Former Wilson County Tennessee correctional officer pleads guilty to criminal charges related to an ongoing federal criminal civil rights investigation into allegations of excessive force and obstruction of justice at the Wilson County Jail in Lebanon, Tennessee.
Former employee of a Tennessee state mental facility sentenced to 31 months in prison for repeatedly beating and physically abusing a patient with severe mental retardation.
Defenses: Eleventh Amendment
Prisoner's negligence claims against state prison officials in their official capacity in federal court seeking money damages but not injunctive relief were barred by the Eleventh Amendment. The enactment of the Massachusetts Tort Claims Act, M.G.L.A. ch. 258 Sec. 1 et seq., did not waive the state's Eleventh Amendment immunity in federal court. Tort Claims Act's provisions barred negligence claims against correctional officials in their individual capacities. Caisse v. Dubois, No. 3-1176, 346 F.3d 313 (1st Cir. 2003).
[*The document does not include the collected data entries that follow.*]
//! Sync client: the only component that talks to the session service.

use tabletop_board::{apply, query, Board};
use tabletop_core::{
    Change, ChannelError, ConflictReason, EntityId, EntitySpec, Envelope, GridCell, Inbound,
    Intent, SyncError,
};
use tracing::{debug, info, warn};

use crate::{wire, Channel};

/// Outcome of handing a single envelope to the client.
#[derive(Clone, Copy, Debug, PartialEq, Eq)]
pub enum Delivery {
    /// The event was applied to the board.
    Applied,
    /// The sequence number was already seen; the event was dropped.
    Stale,
    /// An incremental event arrived while a full resync was pending.
    Deferred,
    /// The payload failed validation and never reached the board.
    Rejected,
}

/// Counters describing the traffic handled by a client.
#[derive(Clone, Copy, Debug, Default, PartialEq, Eq)]
pub struct SyncStats {
    /// Events applied to the board.
    pub applied: u64,
    /// Events dropped because of a stale or duplicate sequence number.
    pub stale: u64,
    /// Incremental events ignored while waiting for a full list.
    pub deferred: u64,
    /// Events rejected by payload validation.
    pub rejected: u64,
    /// Conflicts raised while applying events or tracking sequences.
    pub conflicts: u64,
    /// Full entity lists requested to recover from conflicts.
    pub resyncs_requested: u64,
}

/// Sync client bound to a single campaign and channel.
#[derive(Debug)]
pub struct SyncClient<C> {
    channel: C,
    code: String,
    next_sequence: Option<u64>,
    awaiting_full_list: bool,
    disconnected: bool,
    failures: Vec<ChannelError>,
    stats: SyncStats,
}

impl<C: Channel> SyncClient<C> {
    /// Creates a client for the campaign identified by `code`.
    pub fn new(channel: C, code: impl Into<String>) -> Self {
        Self {
            channel,
            code: code.into(),
            next_sequence: None,
            awaiting_full_list: false,
            disconnected: false,
            failures: Vec::new(),
            stats: SyncStats::default(),
        }
    }

    /// Campaign code attached to outbound intents.
    #[must_use]
    pub fn code(&self) -> &str {
        &self.code
    }

    /// Borrows the underlying channel.
    #[must_use]
    pub fn channel(&self) -> &C {
        &self.channel
    }

    /// Mutably borrows the underlying channel.
    pub fn channel_mut(&mut self) -> &mut C {
        &mut self.channel
    }

    /// Traffic counters accumulated so far.
    #[must_use]
    pub fn stats(&self) -> SyncStats {
        self.stats
    }

    /// Reports whether incremental events are ignored until a full list arrives.
    #[must_use]
    pub fn awaiting_full_list(&self) -> bool {
        self.awaiting_full_list
    }

    /// Reports whether the channel reported a permanent disconnect.
    #[must_use]
    pub fn is_disconnected(&self) -> bool {
        self.disconnected
    }

    /// Asks the service to admit this participant to the campaign.
    pub fn join_session(&mut self) {
        let code = self.code.clone();
        self.send(Intent::JoinSession { code });
    }

    /// Asks the service for the authoritative entity list.
    pub fn request_entity_list(&mut self) {
        let code = self.code.clone();
        self.send(Intent::RequestEntityList { code });
    }

    /// Asks the service to move an entity. The board changes only on confirmation.
    pub fn request_move(&mut self, entity: EntityId, target: GridCell) {
        self.send(Intent::RequestMove { entity, target });
    }

    /// Asks the service to create an entity.
    pub fn request_spawn(&mut self, spec: EntitySpec) {
        let code = self.code.clone();
        self.send(Intent::RequestSpawn { code, spec });
    }

    /// Sends a chat line to the campaign.
    pub fn send_chat(&mut self, text: impl Into<String>) {
        let code = self.code.clone();
        self.send(Intent::SendChat {
            code,
            text: text.into(),
        });
    }

    /// Forwards an intent produced by a system.
    pub fn submit(&mut self, intent: Intent) {
        self.send(intent);
    }

    /// Drains every envelope currently waiting on the channel into the board.
    ///
    /// Recoverable conflicts are handled internally by requesting a resync.
    /// Returns the number of envelopes processed, or the first fatal error.
    pub fn pump(
        &mut self,
        board: &mut Board,
        out: &mut Vec<Change>,
    ) -> Result<usize, SyncError> {
        for failure in std::mem::take(&mut self.failures) {
            record_failure(board, &failure, out)?;
        }

        let mut processed = 0;
        while !self.disconnected {
            match self.channel.try_recv() {
                Ok(Some(envelope)) => {
                    processed += 1;
                    match self.receive(board, envelope, out) {
                        Ok(_) => {}
                        Err(error) if error.is_recoverable() => {}
                        Err(error) => return Err(error),
                    }
                }
                Ok(None) => break,
                Err(error) => {
                    if error == ChannelError::Disconnected {
                        self.disconnected = true;
                    }
                    record_failure(board, &error, out)?;
                    break;
                }
            }
        }

        Ok(processed)
    }

    /// Validates, sequences and applies a single envelope.
    ///
    /// Conflicts are returned after the client already asked for a resync.
    /// Events that do not touch entities are still applied after a sequence gap.
    pub fn receive(
        &mut self,
        board: &mut Board,
        envelope: Envelope,
        out: &mut Vec<Change>,
    ) -> Result<Delivery, SyncError> {
        let Envelope { sequence, event } = envelope;

        if let Err(error) = wire::validate(&event) {
            warn!(%error, "rejecting inbound event");
            self.stats.rejected += 1;
            return Ok(Delivery::Rejected);
        }

        let mut gap = None;
        if let Some(sequence) = sequence {
            if let Some(expected) = self.next_sequence {
                if sequence < expected {
                    debug!(sequence, expected, event = event.name(), "dropping stale event");
                    self.stats.stale += 1;
                    return Ok(Delivery::Stale);
                }
                if sequence > expected && !event.is_full_snapshot() {
                    gap = Some(ConflictReason::SequenceGap {
                        expected,
                        received: sequence,
                    });
                }
            }
            self.next_sequence = Some(sequence.saturating_add(1));
        }

        if let Some(reason) = gap {
            let conflict = SyncError::Conflict {
                event: event.name(),
                reason,
            };
            self.raise_conflict(board, &conflict);
            if is_incremental(&event) {
                return Err(conflict);
            }
        }

        if self.awaiting_full_list && is_incremental(&event) {
            debug!(event = event.name(), "ignoring incremental event until resync");
            self.stats.deferred += 1;
            return Ok(Delivery::Deferred);
        }

        let full_snapshot = event.is_full_snapshot();
        let session_start = matches!(event, Inbound::SessionResourcesReady { .. });
        match apply(board, event, out) {
            Ok(()) => {
                self.stats.applied += 1;
                if full_snapshot {
                    self.awaiting_full_list = false;
                }
                if session_start {
                    info!("session resources ready, requesting entity list");
                    self.awaiting_full_list = true;
                    self.request_entity_list();
                }
                Ok(Delivery::Applied)
            }
            Err(error) if error.is_recoverable() => {
                self.raise_conflict(board, &error);
                Err(error)
            }
            Err(error) => {
                warn!(%error, "session configuration rejected");
                Err(error)
            }
        }
    }

    fn raise_conflict(&mut self, board: &Board, conflict: &SyncError) {
        self.stats.conflicts += 1;
        warn!(%conflict, "sync conflict");
        if !query::session_ready(board) || self.awaiting_full_list {
            return;
        }
        self.awaiting_full_list = true;
        self.stats.resyncs_requested += 1;
        self.request_entity_list();
    }

    fn send(&mut self, intent: Intent) {
        if let Err(error) = self.channel.send(intent) {
            warn!(%error, "failed to send intent");
            if error == ChannelError::Disconnected {
                self.disconnected = true;
            }
            self.failures.push(error);
        }
    }
}

fn is_incremental(event: &Inbound) -> bool {
    matches!(
        event,
        Inbound::EntityMoved { .. }
            | Inbound::EntitySpawned { .. }
            | Inbound::EntityRemoved { .. }
            | Inbound::EntityStatsUpdated { .. }
    )
}

fn record_failure(
    board: &mut Board,
    failure: &ChannelError,
    out: &mut Vec<Change>,
) -> Result<(), SyncError> {
    warn!(error = %failure, "session channel failure");
    apply(
        board,
        Inbound::ErrorNotice {
            detail: failure.to_string(),
        },
        out,
    )
}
Disability Discrimination: Prisoners
The U.S. Department of Justice entered into a settlement agreement with the Maryland Department of Juvenile Services regarding the provision of services required by the Americans with Disabilities Act to juveniles with hearing disabilities.
DNA Tests
Iowa statute requiring inmates convicted of certain offenses to submit a blood specimen for DNA profiling was intended to promote public safety, rather than to punish prisoners, and therefore was not an unconstitutional retroactive enhancement of their punishment. Schreiber v. State of Iowa, #01-1192, 66 N.W.2d 127 (Iowa 2003).
Expert Witnesses
Hemophiliac detainee was not entitled, in his lawsuit against county sheriff and jailer for allegedly failing to provide him with timely medical care for a nosebleed, to an extension of time to designate his expert witness. Trial court therefore properly excluded the testimony of the plaintiff's expert, and granted Defendant's motion for summary judgment. Summey v. Barker, No. 632A02, 586 S.E.2d 247 (N.C. 2003).
First Amendment
Prisoner's claim that he was charged with a disciplinary violation in retaliation for leading a religious group meeting which discussed whether the group should file a grievance against a prison employee adequately stated a claim for unlawful retaliation. Samuels v. Hammond, #03-30589, 78 Fed. Appx. 314 (5th Cir. 2003).
Frivolous Lawsuits
Prisoner who had been involved in at least forty-seven prior state court civil and criminal appeals, all of them unsuccessful and all directly or indirectly related to his arrest, prosecution, conviction, or confinement for burglary, rape, and criminal deviate conduct, is enjoined against continuing to file meritless complaints. Court places detailed restrictions on his filing of additional complaints concerning the same subject matter. Sims v. Scopelitis, No. 50A03-0211-CV-399, 797 N.E.2d 348 (Ind. App. 2003).
EDITOR'S CASE ALERT:
California prison ban on mail containing printed-out downloads from the Internet violated the First Amendment. Clement v. California Department of Corrections, #03-15006, 2004 U.S. App. Lexis 7576 (9th Cir.).
Medical Care
EDITOR'S CASE ALERT:
Prison policy of requiring inmate to get a court order to obtain an elective abortion did not violate her constitutional rights. Victoria W. v. Larpenter, No. 02-30598, 2004 U.S. App. Lexis 8602 (5th Cir.).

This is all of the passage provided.